PÃO DE VIDA

Pés e Cruz

Ficámos a modos que meditativos, melhor, parvos (pequenos), uma mão cheia de dias antes da Páscoa do Senhor, quando testemunhámos o olhar tão feliz de dois pequenitos ladinos, entre outros rabinos, provenientes de um cubículo de zona perigosa, quando contemplavam as pedras de repouso dos Pastorinhos. Os miúdos ficaram ainda de olhar fito numa contita do Terço com que Francisco foi enterrado.

Em 1917, da descrição sobre o Francisco, o Dr. Carlos Azevedo Mendes notou: Bela cara de rapaz! Olhar vivo e cara agarotada!... Ora aqui está uma criança como eles e santa! Foi-lhes dado saber que, há cem anos, um miúdo se foi tornando um grande amigo de Jesus e de sua Mãe: Gosto tanto de Deus. Rezava o Terço e foi vítima da pneumónica, perto dos 11 anos. É um modelo acessível para os mais pequenos, neste tempo em que há sinais de preocupação: abundância e egoísmo no hemisfério norte, a que se contrapõem a miséria e fecundidade no sul. A santidade não tem idades e é para todos - chamamento universal.

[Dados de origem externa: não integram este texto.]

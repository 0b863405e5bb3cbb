//! Storage error types

use thiserror::Error;

/// Errors that can occur during ledger storage operations
#[derive(Debug, Clone, Error)]
pub enum StoreError {
    /// Record with this key already exists
    #[error("record already exists: {0}")]
    AlreadyExists(String),

    /// Record not found
    #[error("record not found: {0}")]
    NotFound(String),

    /// Write would break a store invariant
    #[error("invalid ledger data: {0}")]
    InvalidData(String),

    /// Storage backend error (filesystem, remote ledger, etc.)
    #[error("storage backend error: {0}")]
    Backend(String),

    /// Serialization/deserialization error
    #[error("serialization error: {0}")]
    Serialization(String),
}

/// Result type for storage operations
pub type StoreResult<T> = Result<T, StoreError>;
//! zkattest proof orchestrator
//!
//! Bridges the period engine's quorum signal to a published verification
//! result. Each eligible period goes through retrieve, prove and publish
//! exactly once; at most one proof runs at a time.
//!
//! ## Architecture
//!
//! ```text
//! ┌──────────────┐ events ┌──────────────┐  artifacts  ┌────────────┐
//! │ LedgerClient │───────▶│ Orchestrator │────────────▶│   Prover   │
//! │ Local / File │◀───────│  (1 permit)  │◀────────────│ subprocess │
//! └──────────────┘ publish└──────────────┘ proof bytes └────────────┘
//! ```
//!
//! - `ledger` / `file_ledger`: in-process and JSON-file ledger clients
//! - `artifacts`: per-period payload and proof files
//! - `prover` / `encryptor`: external collaborators behind async traits
//! - `orchestrator`: the gated pipeline, backlog scan and run loop
//! - `commands`: CLI handlers used by the `zkattest` binary

pub mod artifacts;
pub mod commands;
pub mod config;
pub mod encryptor;
pub mod error;
pub mod file_ledger;
pub mod ledger;
pub mod orchestrator;
pub mod process;
pub mod prover;

pub use artifacts::ArtifactStore;
pub use commands::CommandContext;
pub use config::OrchestratorConfig;
pub use encryptor::{Encryptor, SubprocessEncryptor};
pub use error::{OrchestratorError, Result};
pub use file_ledger::FileLedger;
pub use ledger::{LedgerClient, LocalLedger};
pub use orchestrator::{Orchestrator, PipelineOutcome, ReconcileReport};
pub use process::CommandTemplate;
pub use prover::{ProofOutput, ProofRequest, Prover, SubprocessProver};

Entretanto, um daqueles pequenotes que, pela primeira vez, puderam participar na Semana Santa, confidenciou o que mais gostou: o beijar da Cruz. Do agrado geral é sempre o Lava-pés. Nem o tilintar da campainha, nas suas mãos, em dia de Páscoa foi superior àquele gesto. O coração tem razões... Não sabemos aqui traduzir o que lhes enche a alma, ao ver e beijar a Cruz de Jesus. Escândalo e mistério da nossa fé: a misericórdia de Deus foi o mais longe possível para a salvação da humanidade.

Quando, num Estado laico, em hora incómoda nos atiraram à cara que não precisavam de celebrar a fé, ia dizer como eles, em silêncio: passei-me... Há tempo para calar e tempo para falar. Escutámos, há dias, um Bispo dizer que em Portugal os cristãos vão levantando a cabeça... Neste âmbito, é tão significativo também para nós o exemplo do Arcebispo emérito de Praga, Miloslav Vlk, que partiu a 18 de Março. Resistiu às perseguições e chegou a trabalhar como limpador de vitrinas, exercendo assim o seu ministério: confessava nas ruas, nos becos, nas salas de espera do tribunal e celebrava Missa clandestinamente nas casas.

O Padre Américo atravessou uma crise difícil de fé (vocacional), em Moçambique, sendo adulto. Nessa época, onde e quando foi beber da água pura e viva? À família e comunidades cristãs onde foi educado e se fez homem. Ao ser fiel à fé professada na pia baptismal, não quis deixar outra herança, no cerne do seu Testamento, com o ande lá da Hierarquia, dado a conhecer a 8 de Janeiro de 1949: A vida religiosa, nas nossas Comunidades, seja o centro. [...] Os sacramentos. Pôr-lhes a mesa. Chamá-los ao banquete e chorar, se eles não quiserem vir. Chorar os nossos pecados. Era forte o seu desejo de homem de fé, para conduzir outros ao verdadeiro Caminho: Eu quisera que a vida do Senhor fosse contada às crianças, inculcada aos homens e vivida por cada um.

Seria de reflectir seriamente sobre que instrução e valores os mais novos (e não só) estão a ser (de)formados, dos conteúdos curriculares ao frenesim do digital, quando se aponta o ter mais e o sucesso fácil como metas. Parece que Deus se vai eclipsando... Será um estranho que incomoda na Páscoa e se desvirtua no Natal ou ainda de quem se ouve falar nas festas?

No Dia que o Senhor fez, vamos ruminando sobretudo nisto, picado por um petizito: o beijar da Cruz atraiu-o tanto que o marcou nesta Semana Maior. Na verdade, é mesmo preciso tocar as mãos e o lado, como Tomé, para O ver. É de ver o carinho com o seu mano mais pequeno e o outro disse uma vez: - Não temos casa, não temos comida, não temos nada...

O Homem das dores carregou a nossa cruz e junto à Cruz de Jesus estava de pé sua Mãe. Tanto sofrimento indizível e perseguições atrozes explicam-se (saberão o que fazem?) nesse madeiro. Nas nossas mãos somos chamados a ajudar a crescer no bem e pegar nos feridos e caídos. Sem o dom da própria vida até ao fim, não há ressurreição.